[Problem to work on]:
Look through the listing below for the string "static". Show each line where it occurs.

* * * * * * * * *

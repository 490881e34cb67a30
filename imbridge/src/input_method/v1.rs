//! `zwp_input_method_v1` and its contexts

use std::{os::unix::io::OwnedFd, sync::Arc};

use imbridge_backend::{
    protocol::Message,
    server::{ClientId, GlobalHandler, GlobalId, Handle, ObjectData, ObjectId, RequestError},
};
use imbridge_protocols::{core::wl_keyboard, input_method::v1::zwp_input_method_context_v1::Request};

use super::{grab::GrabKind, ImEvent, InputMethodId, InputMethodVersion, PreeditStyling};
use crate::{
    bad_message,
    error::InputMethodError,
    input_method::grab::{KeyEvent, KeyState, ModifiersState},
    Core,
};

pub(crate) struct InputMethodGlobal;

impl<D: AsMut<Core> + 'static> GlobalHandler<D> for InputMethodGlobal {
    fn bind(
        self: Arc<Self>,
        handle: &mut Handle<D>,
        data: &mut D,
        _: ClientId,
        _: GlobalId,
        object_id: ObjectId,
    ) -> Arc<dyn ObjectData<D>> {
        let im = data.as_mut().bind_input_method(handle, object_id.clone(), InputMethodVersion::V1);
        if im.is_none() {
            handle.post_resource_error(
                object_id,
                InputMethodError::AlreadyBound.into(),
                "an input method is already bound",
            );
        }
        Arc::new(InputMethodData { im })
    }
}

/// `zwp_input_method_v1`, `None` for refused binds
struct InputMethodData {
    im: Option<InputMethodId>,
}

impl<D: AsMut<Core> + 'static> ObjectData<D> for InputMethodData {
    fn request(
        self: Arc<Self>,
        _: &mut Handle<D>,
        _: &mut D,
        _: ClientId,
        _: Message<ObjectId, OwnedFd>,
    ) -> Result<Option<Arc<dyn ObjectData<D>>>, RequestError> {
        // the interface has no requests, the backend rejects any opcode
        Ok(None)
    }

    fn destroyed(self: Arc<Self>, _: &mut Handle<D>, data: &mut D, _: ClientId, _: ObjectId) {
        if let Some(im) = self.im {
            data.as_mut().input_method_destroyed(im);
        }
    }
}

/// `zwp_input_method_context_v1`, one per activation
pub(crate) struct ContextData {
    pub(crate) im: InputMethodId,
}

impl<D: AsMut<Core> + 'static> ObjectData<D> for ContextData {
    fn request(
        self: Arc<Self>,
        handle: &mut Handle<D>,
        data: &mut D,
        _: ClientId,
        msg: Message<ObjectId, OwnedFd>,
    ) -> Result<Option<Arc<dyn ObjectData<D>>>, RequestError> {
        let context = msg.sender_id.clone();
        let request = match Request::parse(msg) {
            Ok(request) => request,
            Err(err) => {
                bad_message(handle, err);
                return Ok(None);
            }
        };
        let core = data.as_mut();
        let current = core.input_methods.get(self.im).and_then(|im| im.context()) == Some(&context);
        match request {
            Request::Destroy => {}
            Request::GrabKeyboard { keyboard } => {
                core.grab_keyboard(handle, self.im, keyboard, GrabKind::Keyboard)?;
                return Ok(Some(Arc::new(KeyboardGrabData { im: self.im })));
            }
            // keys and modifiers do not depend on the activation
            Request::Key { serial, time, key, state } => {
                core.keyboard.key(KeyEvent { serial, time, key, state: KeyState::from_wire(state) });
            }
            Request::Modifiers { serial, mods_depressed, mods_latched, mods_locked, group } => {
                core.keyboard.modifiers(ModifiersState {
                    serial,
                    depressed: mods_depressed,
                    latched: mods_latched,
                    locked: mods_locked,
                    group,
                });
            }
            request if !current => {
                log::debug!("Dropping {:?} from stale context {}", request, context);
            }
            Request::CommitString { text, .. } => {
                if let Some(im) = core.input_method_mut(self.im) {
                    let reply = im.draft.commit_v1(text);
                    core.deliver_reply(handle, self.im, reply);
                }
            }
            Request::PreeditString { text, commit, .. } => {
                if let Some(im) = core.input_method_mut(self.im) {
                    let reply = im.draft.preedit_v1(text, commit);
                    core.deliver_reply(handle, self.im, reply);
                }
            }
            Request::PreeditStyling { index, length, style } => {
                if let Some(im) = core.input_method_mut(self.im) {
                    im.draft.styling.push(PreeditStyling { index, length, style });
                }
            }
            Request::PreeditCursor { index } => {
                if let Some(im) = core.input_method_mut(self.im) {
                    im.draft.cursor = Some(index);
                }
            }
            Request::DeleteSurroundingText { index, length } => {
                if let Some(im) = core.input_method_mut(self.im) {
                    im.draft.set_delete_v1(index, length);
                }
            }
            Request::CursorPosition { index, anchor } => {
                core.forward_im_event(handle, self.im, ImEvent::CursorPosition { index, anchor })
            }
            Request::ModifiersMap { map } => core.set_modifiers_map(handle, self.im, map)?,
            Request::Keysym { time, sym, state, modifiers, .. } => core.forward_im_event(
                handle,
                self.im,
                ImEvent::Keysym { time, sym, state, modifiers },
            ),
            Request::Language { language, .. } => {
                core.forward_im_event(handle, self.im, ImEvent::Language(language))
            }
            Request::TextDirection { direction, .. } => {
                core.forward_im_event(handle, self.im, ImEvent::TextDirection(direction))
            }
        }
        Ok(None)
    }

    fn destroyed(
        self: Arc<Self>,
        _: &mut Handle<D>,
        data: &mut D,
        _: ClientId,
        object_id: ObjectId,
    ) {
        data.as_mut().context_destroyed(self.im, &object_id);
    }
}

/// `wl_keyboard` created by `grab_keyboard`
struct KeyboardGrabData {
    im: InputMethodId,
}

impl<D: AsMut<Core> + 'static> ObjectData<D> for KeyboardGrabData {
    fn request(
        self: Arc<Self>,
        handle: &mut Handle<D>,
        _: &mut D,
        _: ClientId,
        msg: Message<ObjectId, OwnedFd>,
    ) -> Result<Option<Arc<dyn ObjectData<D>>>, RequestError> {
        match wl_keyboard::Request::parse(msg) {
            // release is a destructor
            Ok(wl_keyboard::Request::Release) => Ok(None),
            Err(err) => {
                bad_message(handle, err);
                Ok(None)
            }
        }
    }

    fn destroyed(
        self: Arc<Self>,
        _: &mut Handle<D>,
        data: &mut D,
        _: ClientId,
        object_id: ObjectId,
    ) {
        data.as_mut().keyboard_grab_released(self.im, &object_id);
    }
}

* * * * * * * * *

[Solved exercise]:
impl<D: AsMut<Core> + 'static> GlobalHandler<D> for InputMethodGlobal {
impl<D: AsMut<Core> + 'static> ObjectData<D> for InputMethodData {
impl<D: AsMut<Core> + 'static> ObjectData<D> for ContextData {
impl<D: AsMut<Core> + 'static> ObjectData<D> for KeyboardGrabData {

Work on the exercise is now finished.